You are a professional investor are offered to invest in different projects in the short term. Bias as the Ellsberg paradox can influence you.
Situation 1
- Investment 1: if an industrial project A is successful, you can reach a profitability €1.1 M. If the project is not successful, you get your money back. You do not lose or win anything. You have no information about the chance of success of the project.
- Investment 2: if an industrial project B is successful, you have 50% chance to reach a profitability of €1M and 50% to get your money back as in the investment 1 (You do not lose or win anything).
Which project do you choose?
Situation 2
- Investment 1: if an industrial project A is not successful, you can reach a profitability €1.1 M. If the project is successful, you get your money back. You do not lose or win anything. You have no information about the chance of success.
- Investment 2: if an industrial project B is successful, you have 50% chance to reach a profitability of €1M and 50% to get your money back as in the investment 1 (You do not lose or win anything).
Which project do you choose?
Most of us choose, in both cases, to invest in the second option with known probabilities of success.
Do you see the contradiction?
We have no information on the industrial project so we need to make hypotheses about the chance of success.
As we are indifferent to bet on the success or on the failure of the industrial project, we can say the probability is 1/2.
If so, we should choose the investment 1 in the first situation since its expected return is higher than the investment 2.
Perhaps we are not so confident in project A and we attribute a lower probability of success, let’s say 40%. In this case, it is rational to choose the investment 1 in the first situation…but not anymore in the situation 2!
In fact, whatever the probability we subjectively attribute to the success of project A, it will be inconsistent to choose in both situations the investment 2.

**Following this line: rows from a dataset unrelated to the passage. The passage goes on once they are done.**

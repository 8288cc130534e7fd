pub mod config;
pub mod constants;
pub mod countdown;
pub mod errors;
pub mod files;
pub mod force_wipe;
pub mod lifecycle;
pub mod log_sweep;
pub mod panel;
pub mod release_feed;
pub mod reseed;
pub mod run_log;
pub mod run_registry;
pub mod schedule;
pub mod scheduler;
pub mod wipe;

// Re-export commonly used types
pub use config::{Config, ConfigManager, ServerWipeConfig};
pub use errors::WipeError;
pub use force_wipe::ForceWipeCoordinator;
pub use panel::PanelClient;
pub use release_feed::ReleaseFeed;
pub use run_registry::RunRegistry;
pub use scheduler::WipeScheduler;
pub use wipe::{RunOutcome, WipeOrchestrator};
//! Selection of remote files to purge on a wipe
//!
//! `plan` decides which file groups apply; `resolve` lists each group's root on
//! the panel and matches the listing against the group's globs. Groups are
//! resolved concurrently and independently: a group whose listing fails is
//! recorded and skipped, the others still contribute their matches.

use futures::future::join_all;
use glob::{MatchOptions, Pattern};

use crate::config::{FileGroup, ServerWipeConfig};
use crate::constants::blueprints;
use crate::errors::FileOperationError;
use crate::panel::PanelClient;
use crate::run_log::RunLog;

const MATCH_OPTIONS: MatchOptions = MatchOptions {
    case_sensitive: true,
    require_literal_separator: true,
    require_literal_leading_dot: true,
};

/// Per-player blueprint databases, purged on every blueprint wipe
pub fn blueprint_group() -> FileGroup {
    FileGroup {
        root: blueprints::ROOT.to_string(),
        files: vec![blueprints::GLOB.to_string()],
    }
}

/// File groups to purge, in order: every wipe, force wipe, built-in blueprint, blueprint wipe
pub fn plan(config: &ServerWipeConfig, is_force_wipe: bool, is_blueprint_wipe: bool) -> Vec<FileGroup> {
    let mut groups = config.files_on_wipe.clone();

    if is_force_wipe {
        groups.extend(config.files_on_force_wipe.iter().cloned());
    }

    if is_blueprint_wipe {
        groups.push(blueprint_group());
        groups.extend(config.files_on_blueprint_wipe.iter().cloned());
    }

    groups
}

/// Absolute paths of `names` matching the group's globs, glob by glob
pub fn match_names(group: &FileGroup, names: &[String]) -> Result<Vec<String>, FileOperationError> {
    let mut matched = Vec::new();

    for glob in &group.files {
        let pattern = Pattern::new(glob).map_err(|e| FileOperationError::InvalidPattern {
            root: group.root.clone(),
            pattern: glob.clone(),
            reason: e.to_string(),
        })?;

        matched.extend(
            names
                .iter()
                .filter(|name| pattern.matches_with(name, MATCH_OPTIONS))
                .map(|name| join_posix(&group.root, name)),
        );
    }

    Ok(matched)
}

fn join_posix(root: &str, name: &str) -> String {
    if root.ends_with('/') {
        format!("{}{}", root, name)
    } else {
        format!("{}/{}", root, name)
    }
}

#[derive(Debug, Default)]
pub struct ResolvedFiles {
    pub paths: Vec<String>,
    pub failures: Vec<FileOperationError>,
}

/// List and match every group; failures are collected, never fatal
pub async fn resolve(panel: &PanelClient, server_id: &str, groups: &[FileGroup], log: &RunLog) -> ResolvedFiles {
    let lookups = groups.iter().map(|group| async move {
        let names = panel.list_files(server_id, &group.root).await
            .map_err(|source| FileOperationError::ListFailed {
                root: group.root.clone(),
                source,
            })?;
        let matched = match_names(group, &names)?;
        Ok::<_, FileOperationError>((group, matched))
    });

    let mut resolved = ResolvedFiles::default();
    for result in join_all(lookups).await {
        match result {
            Ok((group, matched)) => {
                if !matched.is_empty() {
                    log.line(format!(
                        "match (root: {}, globs: {:?}): {:?}",
                        group.root, group.files, matched
                    ))
                    .await;
                }
                resolved.paths.extend(matched);
            }
            Err(e) => {
                log.warn(format!("error finding files for server {}: {}", server_id, e)).await;
                resolved.failures.push(e);
            }
        }
    }

    resolved
}
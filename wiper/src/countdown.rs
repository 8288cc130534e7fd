//! In-game wipe countdown
//!
//! Players get one announcement with the total time, a silent wait down to the
//! 30 second mark, then announcements at fixed marks with the exact gap to the
//! next mark slept in between.

use crate::constants::countdown::{MARKS, MIN_SECONDS};

#[derive(Debug, Clone, Copy, PartialEq, Eq)]
pub struct CountdownStep {
    /// Seconds left, as announced
    pub announce: u64,
    /// Seconds to wait after the announcement
    pub wait_after: u64,
}

#[derive(Debug, Clone, PartialEq, Eq)]
pub struct CountdownPlan {
    pub total_seconds: u64,
    pub initial_wait: u64,
    pub steps: Vec<CountdownStep>,
}

impl CountdownPlan {
    /// Countdowns shorter than 30 seconds are raised to 30
    pub fn new(configured_seconds: u64) -> Self {
        let total_seconds = configured_seconds.max(MIN_SECONDS);

        let steps = MARKS
            .iter()
            .enumerate()
            .map(|(i, &mark)| CountdownStep {
                announce: mark,
                wait_after: MARKS.get(i + 1).map_or(mark, |next| mark - next),
            })
            .collect();

        Self {
            total_seconds,
            initial_wait: total_seconds - MIN_SECONDS,
            steps,
        }
    }

    /// Total time as minutes for the opening announcement (`0.75`, `5`, ...)
    pub fn total_minutes(&self) -> String {
        format!("{}", self.total_seconds as f64 / 60.0)
    }
}
// File: wiper/src/panel/client.rs
use reqwest::{Client, Method, RequestBuilder, Response};
use serde::de::DeserializeOwned;
use serde_json::json;
use tracing::debug;

use super::{
    Envelope, FileListing, PowerSignal, ResourceAttributes, ServerMetadata, ServerState,
};
use crate::constants::panel::ACCEPT_HEADER;
use crate::errors::RemoteCallError;

pub struct PanelClient {
    base_url: String,
    api_key: String,
    client: Client,
}

impl PanelClient {
    pub fn new(base_url: &str, api_key: &str) -> Self {
        // No client-wide timeout: the panel answers quickly or the poll fails
        Self {
            base_url: base_url.trim_end_matches('/').to_string(),
            api_key: api_key.to_string(),
            client: Client::new(),
        }
    }

    pub fn base_url(&self) -> &str {
        &self.base_url
    }

    fn server_url(&self, server_id: &str, path: &str) -> String {
        format!("{}/servers/{}{}", self.base_url, server_id, path)
    }

    // Headers go on before any JSON body so reqwest keeps our Content-Type
    fn request(&self, method: Method, server_id: &str, path: &str) -> RequestBuilder {
        self.client
            .request(method, self.server_url(server_id, path))
            .header("Authorization", format!("Bearer {}", self.api_key))
            .header("Accept", ACCEPT_HEADER)
            .header("Content-Type", "application/json")
    }

    async fn send(&self, operation: &str, request: RequestBuilder) -> Result<Response, RemoteCallError> {
        debug!("Panel request: {}", operation);

        let response = request
            .send()
            .await
            .map_err(|e| RemoteCallError::transport(operation, e))?;

        if !response.status().is_success() {
            let status = response.status().as_u16();
            let body = response.text().await.unwrap_or_default();
            return Err(RemoteCallError::status(operation, status, body));
        }

        Ok(response)
    }

    async fn send_json<T: DeserializeOwned>(&self, operation: &str, request: RequestBuilder) -> Result<T, RemoteCallError> {
        let response = self.send(operation, request).await?;
        response.json::<T>().await
            .map_err(|e| RemoteCallError::invalid_response(operation, e))
    }

    pub async fn get_metadata(&self, server_id: &str) -> Result<ServerMetadata, RemoteCallError> {
        let operation = format!("GET /servers/{}", server_id);
        let envelope: Envelope<ServerMetadata> = self
            .send_json(&operation, self.request(Method::GET, server_id, ""))
            .await?;
        Ok(envelope.attributes)
    }

    pub async fn set_power(&self, server_id: &str, signal: PowerSignal) -> Result<(), RemoteCallError> {
        let operation = format!("POST /servers/{}/power ({})", server_id, signal);
        let request = self
            .request(Method::POST, server_id, "/power")
            .json(&json!({ "signal": signal }));
        self.send(&operation, request).await?;
        Ok(())
    }

    pub async fn get_resource_state(&self, server_id: &str) -> Result<ServerState, RemoteCallError> {
        let operation = format!("GET /servers/{}/resources", server_id);
        let envelope: Envelope<ResourceAttributes> = self
            .send_json(&operation, self.request(Method::GET, server_id, "/resources"))
            .await?;
        Ok(ServerState::parse(&envelope.attributes.current_state))
    }

    pub async fn list_files(&self, server_id: &str, directory: &str) -> Result<Vec<String>, RemoteCallError> {
        let operation = format!("GET /servers/{}/files/list ({})", server_id, directory);
        let request = self
            .request(Method::GET, server_id, "/files/list")
            .query(&[("directory", directory)]);
        let listing: FileListing = self.send_json(&operation, request).await?;
        Ok(listing.data.into_iter().map(|entry| entry.attributes.name).collect())
    }

    pub async fn delete_files(&self, server_id: &str, root: &str, files: &[String]) -> Result<(), RemoteCallError> {
        let operation = format!("POST /servers/{}/files/delete", server_id);
        let request = self
            .request(Method::POST, server_id, "/files/delete")
            .json(&json!({ "root": root, "files": files }));
        self.send(&operation, request).await?;
        Ok(())
    }

    pub async fn set_startup_variable(&self, server_id: &str, key: &str, value: &str) -> Result<(), RemoteCallError> {
        let operation = format!("PUT /servers/{}/startup/variable ({})", server_id, key);
        let request = self
            .request(Method::PUT, server_id, "/startup/variable")
            .json(&json!({ "key": key, "value": value }));
        self.send(&operation, request).await?;
        Ok(())
    }

    pub async fn send_command(&self, server_id: &str, command: &str) -> Result<(), RemoteCallError> {
        let operation = format!("POST /servers/{}/command", server_id);
        let request = self
            .request(Method::POST, server_id, "/command")
            .json(&json!({ "command": command }));
        self.send(&operation, request).await?;
        Ok(())
    }

    /// Broadcast `text` to players through the server console
    pub async fn send_message(&self, server_id: &str, text: &str) -> Result<(), RemoteCallError> {
        self.send_command(server_id, &format!("say {}", text)).await
    }
}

Ambiguity aversion and neuroscience
This bias is called the uncertainty or ambiguity aversion. It refers to the fact that we try as much as possible to avoid uncertainty.

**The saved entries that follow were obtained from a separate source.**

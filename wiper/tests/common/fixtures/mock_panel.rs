//! Mock control panel for testing
//!
//! This provides a fake panel that answers the client API endpoints the wipe
//! workflow calls, and lets tests inspect what was sent.

use serde_json::{json, Value};
use wiremock::{
    matchers::{method, path},
    Mock, MockServer, Request, ResponseTemplate,
};

use super::test_data::API_KEY;

/// Mock panel server that simulates panel HTTP responses
pub struct MockPanelServer {
    pub server: MockServer,
    pub base_url: String,
}

impl MockPanelServer {
    /// Create a new mock panel server
    pub async fn start() -> Self {
        let server = MockServer::start().await;
        let base_url = server.uri();
        Self { server, base_url }
    }

    /// Mock the server metadata lookup
    pub async fn mock_metadata(&self, server_id: &str, name: &str) {
        Mock::given(method("GET"))
            .and(path(format!("/servers/{}", server_id)))
            .respond_with(ResponseTemplate::new(200).set_body_json(json!({
                "object": "server",
                "attributes": {
                    "name": name,
                    "identifier": server_id,
                    "node": "test-node"
                }
            })))
            .mount(&self.server)
            .await;
    }

    /// Mock every call that only needs a 204
    pub async fn mock_accepting_writes(&self, server_id: &str) {
        for (verb, suffix) in [
            ("POST", "/power"),
            ("POST", "/command"),
            ("POST", "/files/delete"),
            ("PUT", "/startup/variable"),
        ] {
            Mock::given(method(verb))
                .and(path(format!("/servers/{}{}", server_id, suffix)))
                .respond_with(ResponseTemplate::new(204))
                .mount(&self.server)
                .await;
        }
    }

    /// Mock the power signal endpoint with a failure
    pub async fn mock_power_failure(&self, server_id: &str, status: u16) {
        Mock::given(method("POST"))
            .and(path(format!("/servers/{}/power", server_id)))
            .respond_with(ResponseTemplate::new(status).set_body_string("power failure"))
            .with_priority(1)
            .mount(&self.server)
            .await;
    }

    /// Mock the resource endpoint to always report `state`
    pub async fn mock_state(&self, server_id: &str, state: &str) {
        Mock::given(method("GET"))
            .and(path(format!("/servers/{}/resources", server_id)))
            .respond_with(ResponseTemplate::new(200).set_body_json(resources(state)))
            .mount(&self.server)
            .await;
    }

    /// Mock the resource endpoint to report `state` for the next `times` polls only
    pub async fn mock_state_times(&self, server_id: &str, state: &str, times: u64) {
        Mock::given(method("GET"))
            .and(path(format!("/servers/{}/resources", server_id)))
            .respond_with(ResponseTemplate::new(200).set_body_json(resources(state)))
            .up_to_n_times(times)
            .with_priority(1)
            .mount(&self.server)
            .await;
    }

    /// Mock the resource endpoint with an error status
    pub async fn mock_state_failure(&self, server_id: &str, status: u16) {
        Mock::given(method("GET"))
            .and(path(format!("/servers/{}/resources", server_id)))
            .respond_with(ResponseTemplate::new(status).set_body_string("panel error"))
            .mount(&self.server)
            .await;
    }

    /// Mock a directory listing
    pub async fn mock_listing(&self, server_id: &str, directory: &str, names: &[&str]) {
        let data: Vec<Value> = names
            .iter()
            .map(|name| {
                json!({
                    "object": "file_object",
                    "attributes": { "name": name, "is_file": true }
                })
            })
            .collect();

        Mock::given(method("GET"))
            .and(path(format!("/servers/{}/files/list", server_id)))
            .and(wiremock::matchers::query_param("directory", directory))
            .respond_with(ResponseTemplate::new(200).set_body_json(json!({
                "object": "list",
                "data": data
            })))
            .mount(&self.server)
            .await;
    }

    /// Mock a directory listing failure
    pub async fn mock_listing_failure(&self, server_id: &str, directory: &str) {
        Mock::given(method("GET"))
            .and(path(format!("/servers/{}/files/list", server_id)))
            .and(wiremock::matchers::query_param("directory", directory))
            .respond_with(ResponseTemplate::new(500).set_body_string("listing failed"))
            .mount(&self.server)
            .await;
    }

    /// All requests received so far
    pub async fn requests(&self) -> Vec<Request> {
        self.server.received_requests().await.unwrap_or_default()
    }

    /// Requests received for one method and path
    pub async fn requests_to(&self, verb: &str, request_path: &str) -> Vec<Request> {
        self.requests()
            .await
            .into_iter()
            .filter(|r| r.method.as_str() == verb && r.url.path() == request_path)
            .collect()
    }

    /// JSON bodies received for one method and path
    pub async fn bodies_to(&self, verb: &str, request_path: &str) -> Vec<Value> {
        self.requests_to(verb, request_path)
            .await
            .iter()
            .map(|r| serde_json::from_slice(&r.body).unwrap_or(Value::Null))
            .collect()
    }

    pub fn api_key(&self) -> &'static str {
        API_KEY
    }
}

fn resources(state: &str) -> Value {
    json!({
        "object": "stats",
        "attributes": {
            "current_state": state,
            "is_suspended": false
        }
    })
}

In behavioral economics, risk refers to a situation where there is a known probability to get A or B (like in investment 2). Uncertainty refers to a situation where there is an unknown probability to get A or B (like in investment 1).

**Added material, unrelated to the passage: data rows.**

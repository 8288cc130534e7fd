//! Map selection for the next wipe
//!
//! A server either rotates through fixed custom maps, rotates through fixed
//! procedural seeds, or gets a fresh random seed. The random source is a trait
//! object so tests can pin the choice.

use rand::Rng;

use crate::config::ServerWipeConfig;
use crate::constants::seeds::{MAX_GENERATED, MIN_GENERATED};

pub trait MapSelector: Send + Sync {
    /// Index into a non-empty list of `len` choices
    fn pick(&self, len: usize) -> usize;

    /// Seed in `[MIN_GENERATED, MAX_GENERATED]`
    fn generate_seed(&self) -> u64;
}

pub struct RandomSelector;

impl MapSelector for RandomSelector {
    fn pick(&self, len: usize) -> usize {
        rand::thread_rng().gen_range(0..len)
    }

    fn generate_seed(&self) -> u64 {
        rand::thread_rng().gen_range(MIN_GENERATED..=MAX_GENERATED)
    }
}

#[derive(Debug, Clone, PartialEq, Eq)]
pub enum MapChoice {
    /// Custom map download URL
    MapUrl(String),
    /// Seed picked from the configured list
    ListedSeed(u64),
    /// Seed generated for this wipe
    GeneratedSeed(u64),
}

pub fn choose_map(config: &ServerWipeConfig, selector: &dyn MapSelector) -> MapChoice {
    if let Some(maps) = config.maps.as_deref().filter(|maps| !maps.is_empty()) {
        let index = selector.pick(maps.len()).min(maps.len() - 1);
        return MapChoice::MapUrl(maps[index].clone());
    }

    if let Some(seeds) = config.seeds.as_deref().filter(|seeds| !seeds.is_empty()) {
        let index = selector.pick(seeds.len()).min(seeds.len() - 1);
        return MapChoice::ListedSeed(seeds[index]);
    }

    MapChoice::GeneratedSeed(selector.generate_seed().clamp(MIN_GENERATED, MAX_GENERATED))
}
// File: wiper/src/config/mod.rs
pub mod manager;
use crate::constants::{defaults, release_feed};
use chrono_tz::Tz;
use serde::{Deserialize, Deserializer};
use std::collections::HashMap;
pub use manager::ConfigManager;

/// Global settings from `main.toml`
#[derive(Debug, Clone, Deserialize)]
pub struct Config {
    pub panel_url: String,
    pub panel_api_key: String,
    #[serde(default = "default_log_root")]
    pub log_root: String,
    #[serde(default = "default_log_retention_days")]
    pub log_retention_days: i64,
    #[serde(default = "default_log_sweep_cron")]
    pub log_sweep_cron: String,
    pub force_wipe: ForceWipeConfig,
    #[serde(default)]
    pub messages: MessageTemplates,
    // Populated from individual server config files, keyed by file stem
    #[serde(skip)]
    pub servers: HashMap<String, ServerWipeConfig>,
}

fn default_log_root() -> String {
    defaults::LOG_ROOT.to_string()
}

fn default_log_retention_days() -> i64 {
    defaults::LOG_RETENTION_DAYS
}

fn default_log_sweep_cron() -> String {
    defaults::LOG_SWEEP_CRON.to_string()
}

#[derive(Debug, Clone, Deserialize)]
pub struct ForceWipeConfig {
    pub cron: String,
    #[serde(deserialize_with = "deserialize_timezone")]
    pub timezone: Tz,
    #[serde(default = "default_release_feed_url")]
    pub release_feed_url: String,
    // Scheduled (non-forced) runs skip the anchor day; the forced run owns it
    #[serde(default = "default_defer_scheduled_wipes")]
    pub defer_scheduled_wipes: bool,
}

fn default_defer_scheduled_wipes() -> bool {
    true
}

fn default_release_feed_url() -> String {
    release_feed::DEFAULT_URL.to_string()
}

/// In-game chat templates; `{0}` is replaced with the number of minutes or seconds
#[derive(Debug, Clone, Deserialize)]
pub struct MessageTemplates {
    #[serde(default = "default_force_wipe_message")]
    pub force_wipe: String,
    #[serde(default = "default_wipe_start_message")]
    pub wipe_start: String,
    #[serde(default = "default_wipe_countdown_message")]
    pub wipe_countdown: String,
}

fn default_force_wipe_message() -> String {
    defaults::FORCE_WIPE_MESSAGE.to_string()
}

fn default_wipe_start_message() -> String {
    defaults::WIPE_START_MESSAGE.to_string()
}

fn default_wipe_countdown_message() -> String {
    defaults::WIPE_COUNTDOWN_MESSAGE.to_string()
}

impl Default for MessageTemplates {
    fn default() -> Self {
        Self {
            force_wipe: default_force_wipe_message(),
            wipe_start: default_wipe_start_message(),
            wipe_countdown: default_wipe_countdown_message(),
        }
    }
}

impl MessageTemplates {
    pub fn render(template: &str, value: impl std::fmt::Display) -> String {
        template.replace("{0}", &value.to_string())
    }
}

/// One game server, loaded from `<config_dir>/<label>.toml`
#[derive(Debug, Clone, Deserialize)]
pub struct ServerWipeConfig {
    #[serde(skip)]
    pub label: String,
    pub server_id: String,
    pub enabled: bool,
    #[serde(deserialize_with = "deserialize_timezone")]
    pub timezone: Tz,
    pub cron: String,
    #[serde(default = "default_wipe_countdown_seconds")]
    pub wipe_countdown_seconds: u64,
    #[serde(default)]
    pub wipe_schedule: Vec<WipeDay>,
    #[serde(default)]
    pub files_on_wipe: Vec<FileGroup>,
    #[serde(default)]
    pub files_on_force_wipe: Vec<FileGroup>,
    #[serde(default)]
    pub files_on_blueprint_wipe: Vec<FileGroup>,
    pub seeds: Option<Vec<u64>>,
    pub maps: Option<Vec<String>>,
}

fn default_wipe_countdown_seconds() -> u64 {
    crate::constants::countdown::MIN_SECONDS
}

/// An entry of the wipe-day table: wipe `days_since_force_wipe` days after the anchor day
#[derive(Debug, Clone, PartialEq, Eq, Deserialize)]
pub struct WipeDay {
    pub days_since_force_wipe: i64,
    #[serde(default)]
    pub blueprint_wipe: bool,
}

/// A remote directory and the globs of file names to purge inside it
#[derive(Debug, Clone, PartialEq, Eq, Deserialize)]
pub struct FileGroup {
    pub root: String,
    pub files: Vec<String>,
}

fn deserialize_timezone<'de, D>(deserializer: D) -> Result<Tz, D::Error>
where
    D: Deserializer<'de>,
{
    let name = String::deserialize(deserializer)?;
    name.parse::<Tz>()
        .map_err(|e| serde::de::Error::custom(format!("unknown timezone '{}': {}", name, e)))
}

According to some studies in neuroeconomics (Camerer and al,2005), ambiguity aversion is very close to risk aversion except that it implies the part of our brain related to fear (activation of amygdala) contrary to risk aversion, which implies our reward system (striatum activation).
We are risk averse, but we are even more uncertainty averse.
The Ellsberg paradox
In the 1970s, the economist Daniel Ellsberg theorized this ambiguity aversion bias through the famous Ellsberg paradox. The paradox is presented as a game, and it exists in a number of different versions.
In the most famous version, participants were presented with two fists full of marbles. The right fist contained 50% of red marbles and 50% of black marbles.
The left fist contained an unknown quantity of red marbles and an unknown quantity of black marbles. Invariably, when given a choice of which fist they wanted to pick either a red or a black marble out of, they chose the right fist. On the surface, making the choice that offers a 50/50 chance seems obvious. In reality, one is just as likely to pick the correct-colored marble from the left fist, with an unknown mix of marbles.
Applications to finance
Ambiguity aversion affects our daily decisions and in particular our financial decisions. We tend to avoid investing in something we do not understand and whose probability of failure or success is hard to estimate. We are also more confident to invest in something we have the impression to know better.
In finance, this can lead us to invest in domestic markets or in sectors we are more familiar with. This specific behavior is called home bias and affect professional as well as retail investors.
References
Hsu M, Bhatt M, Adolphs R, Tranel D, Camerer CF (2005): Neural systems responding to degrees of uncertainty inhumandecision-making. Science 310:1680 –1683.
88. Huettel SA, Stowe CJ, Gordon EM, Warner BT, Platt ML (2006): Neural signatures of economic preferences for risk and ambiguity. Neuron 49:765–775.
Cognitive Biases, Ambiguity Aversion and Asset Pricing in Financial Markets
Elena Asparouhova, Peter Bossaerts, Jon Eguia, and Bill Zame‡